Whether you are a collector, investor or just happen to love cryptocurrency, just bringing up Bitcoin can cause a debate. The reality is that cryptocurrencies are here to stay. At least that is what millions of “HODLrs” are expecting to be the case. A twist in cryptocurrency trading took place after a physical Bitcoin was sold by GreatCollections on November 17, 2021. The so-called “Baby Cas” is actually a 25 BTC physical coin that was issued by Casascius in 2011.
The “Baby Cas” coin sold for $1,698,750 ($1.51 million before the buyer’s fee) on Sunday November 14, 2021 after 118 bids were received. The starting bid was a mere $1.00, but that was a placeholder from the October 4, 2021 date that bids began. GreatCollections notified the public in its press release that the total sales for the single day exceeded $5.25 million.
With over 10,000 page views for the auction, the final price represented what was shown to be a $49,700 premium over the price of Bitcoin at the time that bidding ended. (Image below by GreatCollections)
What collectors and investors alike should consider here is that the “Baby Cas” 25 BTC coin was graded by PCGS alongside the holy grail of crypto physical coins – the “Gold Cas.” That was the famous 1 ounce Gold Casascius coin with 1000 BTC stored. The current value of the “Gold Cas” was shown to exceed $60 million, making it the most valuable coin in the world by far. That is impressive considering that it was issued only 10 years ago and issued by a private company rather than by a government
Casascius, the company created by Mike Caldwell, issued physical bitcoins from 2011 to 2013 in various denominations from 0.1 BTC to 1000 BTC (the “Gold Cas”). Over 800 of the 25 BTC denomination coins were produced, and less than half of that remain unredeemed.

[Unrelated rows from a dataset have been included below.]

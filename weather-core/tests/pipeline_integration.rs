//! End-to-end pipeline tests: wiremock provider, file-backed SQLite store.

use std::time::Duration;

use chrono::{TimeZone, Utc};
use weather_etl_core::{
    Pipeline, RunState, WeatherStore,
    provider::openweather::{OpenWeatherOptions, OpenWeatherProvider},
    schedule::{SweepTracker, tick},
    transform,
};
use wiremock::matchers::{method, query_param};
use wiremock::{Mock, MockServer, ResponseTemplate};

fn current_weather(name: &str, temp: f64, humidity: i64) -> serde_json::Value {
    serde_json::json!({
        "coord": {"lon": -46.6361, "lat": -23.5475},
        "weather": [{"id": 803, "main": "Clouds", "description": "nublado", "icon": "04d"}],
        "main": {
            "temp": temp, "feels_like": 26.2, "temp_min": 23.1, "temp_max": 28.3,
            "pressure": 1013, "humidity": humidity, "sea_level": 1013, "grnd_level": 925
        },
        "visibility": 10000,
        "wind": {"speed": 3.5, "deg": 180, "gust": 6.2},
        "clouds": {"all": 75},
        "dt": 1700000000,
        "sys": {"country": "BR", "sunrise": 1699947000, "sunset": 1699994000},
        "timezone": -10800,
        "id": 3448439,
        "name": name,
        "cod": 200
    })
}

async fn mock_provider(server: &MockServer) -> OpenWeatherProvider {
    Mock::given(method("GET"))
        .and(query_param("q", "São Paulo,BR"))
        .respond_with(
            ResponseTemplate::new(200).set_body_json(current_weather("São Paulo", 25.5, 65)),
        )
        .mount(server)
        .await;
    Mock::given(method("GET"))
        .and(query_param("q", "Atlantis,BR"))
        .respond_with(
            ResponseTemplate::new(404)
                .set_body_json(serde_json::json!({"cod": "404", "message": "city not found"})),
        )
        .mount(server)
        .await;

    let options = OpenWeatherOptions { base_url: server.uri(), ..OpenWeatherOptions::default() };
    OpenWeatherProvider::new("test-key".to_string(), options).unwrap()
}

fn cities(names: &[&str]) -> Vec<String> {
    names.iter().map(|c| c.to_string()).collect()
}

#[tokio::test]
async fn test_run_all_isolates_failed_city() {
    let server = MockServer::start().await;
    let dir = tempfile::tempdir().unwrap();
    let store = WeatherStore::new(dir.path().join("weather.db"));
    let mut pipeline = Pipeline::new(Box::new(mock_provider(&server).await), store)
        .with_city_delay(Duration::ZERO);

    let report = pipeline.run_all(&cities(&["São Paulo", "Atlantis"])).await;

    assert!(report.success);
    assert_eq!(report.status, RunState::PartiallyFailed);
    assert_eq!(report.successful_cities, 1);
    assert_eq!(report.total_cities, 2);
    assert!(report.city_results["São Paulo"].success);
    assert!(!report.city_results["Atlantis"].success);
    assert_eq!(report.statistics.failed_extractions, 1);

    let json = serde_json::to_value(&report).unwrap();
    assert_eq!(json["city_results"]["Atlantis"]["success"], false);
    assert_eq!(json["statistics"]["successful_loads"], 1);
}

#[tokio::test]
async fn test_loaded_record_round_trips_measurements() {
    let server = MockServer::start().await;
    let dir = tempfile::tempdir().unwrap();
    let db_path = dir.path().join("weather.db");
    let mut pipeline =
        Pipeline::new(Box::new(mock_provider(&server).await), WeatherStore::new(&db_path))
            .with_city_delay(Duration::ZERO);

    pipeline.run_all(&cities(&["São Paulo"])).await;
    drop(pipeline);

    // Fresh connection to the same file, as a reader would open it.
    let mut reader = WeatherStore::new(&db_path);
    reader.connect().unwrap();
    let record = reader.latest(Some("São Paulo")).unwrap().unwrap();

    assert_eq!(record.temperature, 25.5);
    assert_eq!(record.feels_like, Some(26.2));
    assert_eq!(record.temp_min, Some(23.1));
    assert_eq!(record.temp_max, Some(28.3));
    assert_eq!(record.pressure, 1013);
    assert_eq!(record.humidity, 65);
    assert_eq!(record.sea_level_pressure, Some(1013));
    assert_eq!(record.ground_level_pressure, Some(925));
    assert_eq!(record.wind_speed, Some(3.5));
    assert_eq!(record.wind_gust, Some(6.2));
    assert_eq!(record.cloudiness, Some(75));
    assert_eq!(record.data_timestamp, Some(Utc.timestamp_opt(1700000000, 0).unwrap()));
    assert_eq!(record.heat_index, Some(transform::heat_index(25.5, 65.0)));
    assert_eq!(record.temperature_category.map(|c| c.as_str()), Some("Hot"));
    assert_eq!(record.humidity_category.map(|c| c.as_str()), Some("High"));

    assert_eq!(reader.by_city("paulo", 5).unwrap().len(), 1);
    assert_eq!(reader.distinct_city_names().unwrap(), ["São Paulo"]);
    assert_eq!(reader.aggregate_stats().unwrap().total_records, 1);
}

#[tokio::test]
async fn test_tick_sweeps_on_sunday_only() {
    let server = MockServer::start().await;
    let mut pipeline =
        Pipeline::new(Box::new(mock_provider(&server).await), WeatherStore::in_memory())
            .with_city_delay(Duration::ZERO);
    let mut sweeps = SweepTracker::default();
    let saturday = Utc.with_ymd_and_hms(2024, 6, 1, 12, 0, 0).unwrap();
    let sunday = Utc.with_ymd_and_hms(2024, 6, 2, 12, 0, 0).unwrap();

    let outcome = tick(&mut pipeline, &cities(&["São Paulo"]), 30, saturday, &mut sweeps).await;
    assert!(outcome.report.success);
    assert!(outcome.sweep.is_none());

    let outcome = tick(&mut pipeline, &cities(&["São Paulo"]), 30, sunday, &mut sweeps).await;
    assert_eq!(outcome.sweep.map(|r| r.unwrap()), Some(0));

    let outcome = tick(&mut pipeline, &cities(&["São Paulo"]), 30, sunday, &mut sweeps).await;
    assert!(outcome.sweep.is_none());
    assert_eq!(pipeline.stats().total_runs, 3);
    assert_eq!(pipeline.stats().successful_loads, 3);
}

The coin that sold is composed of gold and was the second highest auction sale for GreatCollecions in 2021. The other coin being The finest 1893-S Morgan Silver Dollar which Collectors Dashboard first covered in its Key Date Profiles and again as the $2,024,024 sale in August happened.
Ian Russell, president of GreatCollections, said:
“As expected, there was a significant amount of bidder interest for the most important physical Bitcoin ever to appear in auction. We had new bidders register from 14 countries specifically for the Bitcoin auction, not to mention the interest from the traditional numismatic community.”
With a premium of any sort, this $49,700 premium over the spot price of Bitcoin at the time begs a question. Should larger Bitcoin holders start bundling up their digital assets into physical coins now?